Richard Sipe

Richard Sipe

A.W. Richard Sipe is a Certified Clinical Mental Health Counselor who earlier spent 18 years as a Benedictine monk and priest. He was trained specifically to deal with the mental health problems of Roman Catholic Priests. In the process of training and therapy, he conducted a 25-year ethnographic study of the celibate/sexual behavior of that population. His study, published in 1990, is now considered a classic.

Sipe is known internationally and has participated in 12 documentaries on celibacy and priest sexual abuse aired by HBO, BBC, and other networks in the United States, United Kingdom, and France. He has been widely interviewed by media including CNN, ABC, NBC, CNBC, the New York Times, the Los Angeles Times, People magazine, Newsweek and USA Today. 

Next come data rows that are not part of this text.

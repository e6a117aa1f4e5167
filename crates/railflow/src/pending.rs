use std::{any::Any, future::Future};

use crate::{Error, Outcome};

/// Lifts every [`Outcome`] combinator onto a pending asynchronous outcome:
/// each method awaits `self`, then delegates. Short-circuit and type-test
/// behavior is exactly that of the resolved combinators; only the point of
/// suspension differs.
#[allow(async_fn_in_trait)]
pub trait PendingOutcome<V>: Future<Output = Outcome<V>> + Sized {
    async fn then<W, F>(self, step: F) -> Outcome<W>
    where
        F: FnOnce(V) -> Outcome<W>,
    {
        self.await.then(step)
    }

    async fn then_async<W, F, Fut>(self, step: F) -> Outcome<W>
    where
        F: FnOnce(V) -> Fut,
        Fut: Future<Output = Outcome<W>>,
    {
        self.await.then_async(step).await
    }

    async fn act<T, F>(self, observer: F) -> Outcome<V>
    where
        T: Any + Clone,
        V: Any,
        F: FnOnce(T),
    {
        self.await.act(observer)
    }

    async fn act_async<T, F, Fut>(self, observer: F) -> Outcome<V>
    where
        T: Any + Clone,
        V: Any,
        F: FnOnce(T) -> Fut,
        Fut: Future<Output = ()>,
    {
        self.await.act_async(observer).await
    }

    async fn act_on_error<F>(self, observer: F) -> Outcome<V>
    where
        V: Any,
        F: FnOnce(Error),
    {
        self.await.act_on_error(observer)
    }

    async fn log_on_error(self) -> Outcome<V>
    where
        V: Any,
    {
        self.await.log_on_error()
    }

    async fn swap<T, F>(self, replace: F) -> Outcome<V>
    where
        T: Any + Clone,
        V: Any,
        F: FnOnce(T) -> Outcome<V>,
    {
        self.await.swap(replace)
    }

    async fn swap_async<T, F, Fut>(self, replace: F) -> Outcome<V>
    where
        T: Any + Clone,
        V: Any,
        F: FnOnce(T) -> Fut,
        Fut: Future<Output = Outcome<V>>,
    {
        self.await.swap_async(replace).await
    }
}

impl<V, F> PendingOutcome<V> for F where F: Future<Output = Outcome<V>> {}
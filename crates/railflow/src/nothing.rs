use crate::Outcome;

/// Payload for a success that carries no value.
///
/// Zero-sized and always equal to itself, so every `Nothing` is the one
/// process-wide instance. Distinct from a failure: `Outcome<Nothing>` still
/// has both variants.
#[derive(Debug, Clone, Copy, Default, PartialEq, Eq)]
#[cfg_attr(feature = "serde", derive(serde::Serialize, serde::Deserialize))]
pub struct Nothing;

impl Outcome<Nothing> {
    /// The empty success.
    pub fn nothing() -> Self {
        Self::Success(Nothing)
    }
}

#[cfg(test)]
mod tests {
    use super::*;
    use crate::test_service::{self, EMPTY_INPUT};
    use crate::Error;

    #[test]
    fn empty_success_chains_into_a_valued_step() {
        let result = test_service::consume(String::from("abc"))
            .then(|_| test_service::upper(String::from("cba")));

        assert_eq!(result, Outcome::success(String::from("CBA")));
    }

    #[test]
    fn empty_success_still_propagates_an_upstream_failure() {
        let result = test_service::consume(String::from("    "))
            .then(|_| test_service::upper(String::from("cba")));

        assert_eq!(result, Error::new(EMPTY_INPUT));
    }

    #[test]
    fn every_nothing_is_the_same_nothing() {
        assert_eq!(Nothing, Nothing::default());
        assert_eq!(Outcome::nothing(), Outcome::success(Nothing));
    }
}
//! Identifier generation: words, casing, keywords and per-table uniqueness.

mod allocator;
mod case;
mod keywords;
mod words;

pub use allocator::{
    same_name, Allocation, NameRegistry, Namespace, TableNames, DEFAULT_COLLISION_BOUND,
};
pub use case::{identifier_for, to_identifier};
pub use keywords::Language;
pub use words::{words, Words};
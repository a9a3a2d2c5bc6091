//! Logical schema: the physical schema plus generated names and type decisions.

use crate::naming::{identifier_for, Language, TableNames};
use crate::schema::{
    ColumnPair, DeleteAction, IndexKind, PhysicalColumn, PhysicalForeignKey, PhysicalIndex,
    PhysicalSchema, PhysicalTable, TableKind,
};
use crate::types::TypeDecision;
use serde::Serialize;

/// Naming progress of a table. Relationship naming requires every table in
/// the schema to be at least [`NamingPhase::ColumnsNamed`].
#[derive(Debug, Clone, Copy, PartialEq, Eq, PartialOrd, Ord, Serialize)]
#[serde(rename_all = "snake_case")]
pub enum NamingPhase {
    Unprocessed,
    ColumnsNamed,
    FullyNamed,
}

#[derive(Debug, Clone, Serialize)]
pub struct LogicalSchema {
    pub tables: Vec<Table>,
}

#[derive(Debug, Clone, Serialize)]
pub struct Table {
    pub schema: String,
    pub name: String,
    pub kind: TableKind,
    pub description: Option<String>,
    pub columns: Vec<Column>,
    pub foreign_keys: Vec<ForeignKey>,
    pub child_keys: Vec<ForeignKey>,
    pub indexes: Vec<Index>,
    pub(crate) names: TableNames,
    pub(crate) phase: NamingPhase,
}

/// A physical column, read-only, plus what the enricher derived for it.
#[derive(Debug, Clone, Serialize)]
pub struct Column {
    #[serde(flatten)]
    source: PhysicalColumn,
    pub identifier: Option<String>,
    pub type_decision: Option<TypeDecision>,
    pub verbose_type: Option<String>,
}

#[derive(Debug, Clone, Serialize)]
pub struct ForeignKey {
    pub constraint: String,
    pub columns: Vec<ColumnPair>,
    pub parent_schema: String,
    pub parent_table: String,
    pub child_schema: String,
    pub child_table: String,
    pub on_delete: DeleteAction,
    pub navigation_name: Option<String>,
}

#[derive(Debug, Clone, Serialize)]
pub struct Index {
    pub name: String,
    pub kind: IndexKind,
    pub unique: bool,
    pub columns: Vec<String>,
}

impl LogicalSchema {
    /// Build the logical copy of a physical schema. Registries start empty.
    pub fn from_physical(physical: &PhysicalSchema, language: Language) -> Self {
        let tables = physical
            .tables
            .iter()
            .map(|t| Table::from_physical(t, language))
            .collect();
        LogicalSchema { tables }
    }

    pub fn table_index(&self, schema: &str, name: &str) -> Option<usize> {
        self.tables
            .iter()
            .position(|t| t.schema == schema && t.name == name)
    }

    pub fn table(&self, schema: &str, name: &str) -> Option<&Table> {
        self.table_index(schema, name).map(|i| &self.tables[i])
    }
}

impl Table {
    fn from_physical(table: &PhysicalTable, language: Language) -> Self {
        let mut columns: Vec<Column> = table.columns.iter().map(Column::from_physical).collect();
        columns.sort_by_key(Column::ordinal);

        Table {
            schema: table.schema.clone(),
            name: table.name.clone(),
            kind: table.kind,
            description: table.description.clone(),
            columns,
            foreign_keys: table.foreign_keys.iter().map(ForeignKey::from_physical).collect(),
            child_keys: table.child_keys.iter().map(ForeignKey::from_physical).collect(),
            indexes: table.indexes.iter().map(Index::from_physical).collect(),
            names: TableNames::new(identifier_for(&table.name, language)),
            phase: NamingPhase::Unprocessed,
        }
    }

    pub fn qualified_name(&self) -> String {
        format!("{}.{}", self.schema, self.name)
    }

    pub fn class_name(&self) -> &str {
        self.names.class_name()
    }

    pub fn names(&self) -> &TableNames {
        &self.names
    }

    pub fn phase(&self) -> NamingPhase {
        self.phase
    }

    pub fn is_view(&self) -> bool {
        self.kind == TableKind::View
    }

    pub fn column(&self, name: &str) -> Option<&Column> {
        self.columns.iter().find(|c| c.name() == name)
    }

    pub fn primary_key(&self) -> Vec<&Column> {
        self.columns.iter().filter(|c| c.is_primary_key()).collect()
    }
}

impl Column {
    fn from_physical(column: &PhysicalColumn) -> Self {
        Column {
            source: column.clone(),
            identifier: None,
            type_decision: None,
            verbose_type: None,
        }
    }

    pub fn source(&self) -> &PhysicalColumn {
        &self.source
    }

    pub fn name(&self) -> &str {
        &self.source.name
    }

    pub fn ordinal(&self) -> u32 {
        self.source.ordinal
    }

    pub fn is_primary_key(&self) -> bool {
        self.source.primary_key
    }
}

impl ForeignKey {
    fn from_physical(fk: &PhysicalForeignKey) -> Self {
        ForeignKey {
            constraint: fk.constraint.clone(),
            columns: fk.columns.clone(),
            parent_schema: fk.parent_schema.clone(),
            parent_table: fk.parent_table.clone(),
            child_schema: fk.child_schema.clone(),
            child_table: fk.child_table.clone(),
            on_delete: fk.on_delete,
            navigation_name: None,
        }
    }

    pub fn cascades_delete(&self) -> bool {
        self.on_delete == DeleteAction::Cascade
    }

    /// Child-side column of the first pair; composite keys are named after it.
    pub fn first_child_column(&self) -> Option<&str> {
        self.columns.first().map(|p| p.child.as_str())
    }
}

impl Index {
    fn from_physical(index: &PhysicalIndex) -> Self {
        Index {
            name: index.name.clone(),
            kind: index.kind,
            unique: index.unique,
            columns: index.columns.clone(),
        }
    }
}
//! Recombining words into a candidate identifier.

use super::keywords::Language;
use super::words::words;

/// Build a candidate identifier from words.
///
/// Every word is title-cased (`ID` becomes `Id`). A leading single lowercase
/// letter is kept as is, since it is a naming prefix such as the `v` in
/// `vSalesPerson`. The result is not yet unique within its table.
pub fn to_identifier<'a, I>(words: I, language: Language) -> String
where
    I: IntoIterator<Item = &'a str>,
{
    let mut ident = String::new();

    for (i, word) in words.into_iter().enumerate() {
        if i == 0 && is_prefix_letter(word) {
            ident.push_str(word);
        } else {
            push_title_case(&mut ident, word);
        }
    }

    if ident.is_empty() {
        ident.push('_');
    } else if ident.starts_with(|c: char| c.is_ascii_digit()) {
        ident.insert(0, '_');
    }

    language.escape(ident)
}

/// Tokenize and case a raw name in one step.
pub fn identifier_for(name: &str, language: Language) -> String {
    to_identifier(words(name), language)
}

fn is_prefix_letter(word: &str) -> bool {
    let mut chars = word.chars();
    matches!((chars.next(), chars.next()), (Some(c), None) if c.is_lowercase())
}

fn push_title_case(out: &mut String, word: &str) {
    let mut chars = word.chars();
    if let Some(first) = chars.next() {
        out.extend(first.to_uppercase());
        out.extend(chars.flat_map(char::to_lowercase));
    }
}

Sipe has been featured on many television programs where he has explained this problem including The Point with Anderson Cooper in 200. Sipe was joined by Phil Saviano to discuss the church's response to these allegations of sexual abuse and misconduct.  

"The pattern is if a priest gets into trouble and it's close to becoming a scandal or if the law might get involved, they send them to the missions abroad"

Richard Sipe is devoted full time to research into the sexual and celibate practices of Roman Catholic bishops and priests. That path now leads him to the study of the sexual teaching of the church and its effects on behavior especially sexual abuse of minors by clergy and the tangle of sexual problems that some people claim are blocking every religious agenda and destroying beyond repair the credibility of the Catholic Church in sexual matters. He has spent his life searching for the origins, meanings, and dynamics of religious celibacy.

Sipe is also on SNAP's recommended reading for his books Sex, Priests and Power: Anatomy of a Crisis and Sex, Priests, and Secret Codes: The Catholic Church's 2,000-Year Paper Trail of Sexual Abuse which explore various aspects of the questions about the pattern and practice of religious celibacy. He spent 18 years serving the Church as a Benedictine monk and Catholic priest. In those capacities, he was trained to deal with the mental health problems of priests. Both as a priest and married man he has practiced psychotherapy, taught on the faculties of Major Catholic Seminaries and colleges, lectured in medical schools, and served as a consultant and expert witness in both civil and criminal cases involving the sexual abuse of minors by Catholic priests.

"Have we learned nothing from 20 years of sexual abuse crisis, over 6,000 priests reported as abusers and 100,000 of young victims? The pattern and practice goes on unabated and unreformed."